Dear editor,
I love to fly.
You meet very interesting people in the seat across the aisle; you notice random acts of kindness, you get from A to B in jig time. And I have even come to accept the fleecing I get when I read $142 for a flight from Vancouver to Comox, but $198 goes onto my Visa card.
Can you believe all those extra charges? What is the easiest and cheapest way to get to Bellingham from Comox?
I have even come to accept that I should carry my passport when I travel to Calgary.
But what makes me scratch my head is the herd instinct that takes over when we go through security. Under trained, underpaid staff that have just enough power to puff them up with that “I can make you” look in their eye.
And we all wilt. Yes, sir. Yes, ma’am. Yes, that’s a computer and yes, it is on. Oh, forgot my belt, sorry.
Then, I look around me at others in the lineup and I get a flashback to the 1940s post-war movies about refugees fleeing Hitler’s Germany, or the stories told of my Mennonite ancestors getting out of Soviet Russia at the last minute.
I also get a flashback to people shuffling into the ‘showers’ in the Schindler’s List movie.

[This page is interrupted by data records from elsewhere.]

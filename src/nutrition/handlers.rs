use axum::{routing::post, Json, Router};
use serde::Serialize;
use tracing::{debug, instrument, warn};

use crate::{
    errors::ApiError,
    nutrition::{
        calculator::{compute_bmr, compute_targets},
        dto::{Macronutrients, ProfileForm, UserProfile},
    },
    state::AppState,
};

#[derive(Debug, Serialize)]
#[serde(rename_all = "camelCase")]
pub struct TargetsResponse {
    pub bmr: f64,
    pub calories: i64,
    pub macros: Macronutrients,
    pub water_liters: f64,
}

pub fn nutrition_routes() -> Router<AppState> {
    Router::new().route("/nutrition/targets", post(get_targets))
}

/// POST /nutrition/targets: the numbers the plan prompt would be built from, without a model call.
#[instrument(skip(form))]
pub async fn get_targets(Json(form): Json<ProfileForm>) -> Result<Json<TargetsResponse>, ApiError> {
    let profile = UserProfile::try_from(form).map_err(|e| {
        warn!(error = %e, "invalid profile");
        e
    })?;

    let targets = compute_targets(&profile);
    debug!(calories = targets.calories, "targets computed");

    Ok(Json(TargetsResponse {
        bmr: compute_bmr(&profile),
        calories: targets.rounded_calories(),
        macros: targets.macros,
        water_liters: targets.water_liters,
    }))
}

#[cfg(test)]
mod tests {
    use super::*;
    use axum::{
        body::{to_bytes, Body},
        http::{Request, StatusCode},
    };
    use tower::ServiceExt;

    fn app() -> Router {
        nutrition_routes().with_state(AppState::fake())
    }

    fn post_json(body: serde_json::Value) -> Request<Body> {
        Request::builder()
            .method("POST")
            .uri("/nutrition/targets")
            .header("content-type", "application/json")
            .body(Body::from(body.to_string()))
            .unwrap()
    }

    #[tokio::test]
    async fn returns_rounded_targets() {
        let res = app()
            .oneshot(post_json(serde_json::json!({
                "age": 25,
                "gender": "male",
                "height": 180,
                "weight": 70,
                "activityLevel": "sedentary",
                "goal": "maintenance",
                "dietPreference": "vegetarian"
            })))
            .await
            .unwrap();
        assert_eq!(res.status(), StatusCode::OK);

        let bytes = to_bytes(res.into_body(), usize::MAX).await.unwrap();
        let json: serde_json::Value = serde_json::from_slice(&bytes).unwrap();
        // bmr = 88.362 + 937.79 + 863.82 - 141.925 = 1748.047; x1.2 = 2097.6564
        assert_eq!(json["calories"], 2098);
        assert_eq!(json["waterLiters"], 2.5);
        assert_eq!(json["macros"]["protein"], 157);
        assert_eq!(json["macros"]["carbs"], 210);
        assert_eq!(json["macros"]["fats"], 70);
        assert!((json["bmr"].as_f64().unwrap() - 1748.047).abs() < 1e-3);
    }

    #[tokio::test]
    async fn rejects_non_numeric_age() {
        let res = app()
            .oneshot(post_json(serde_json::json!({
                "age": "abc",
                "gender": "female",
                "height": 165,
                "weight": 60,
                "activityLevel": "light",
                "goal": "weight-loss",
                "dietPreference": "eggetarian"
            })))
            .await
            .unwrap();
        assert_eq!(res.status(), StatusCode::BAD_REQUEST);

        let bytes = to_bytes(res.into_body(), usize::MAX).await.unwrap();
        let json: serde_json::Value = serde_json::from_slice(&bytes).unwrap();
        assert_eq!(
            json["error"],
            "Please enter valid numbers for age, height, and weight."
        );
    }
}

And if you drew the short straw, you get the patdown. Ever look in the eyes of the person doing the patting?
You stifle an attempt at humour by asking for the good-looking one to do the patting, fearing it will land you in jail. Humour is a dangerous thing — suggests the potential to defy authority in another context.
Deadened eyes, resigned looks, some hints of fear, totally defeated people (sheeple?). What the hell has happened to us that we allow our government to put in rules that make us look and feel like criminals or refuges in our own country?
Don’t give me that propaganda crap about fighting terrorism. Government is fighting me!
Some company that produces screening equipment obviously got to the right cabinet minister and urged better security to protect Canada. Ha!
Am I the only one who feels this way about government’s security paranoia? How come Ottawa gets away with this treatment of innocent citizens?
Apathy is the glove into which Evil slips its hand!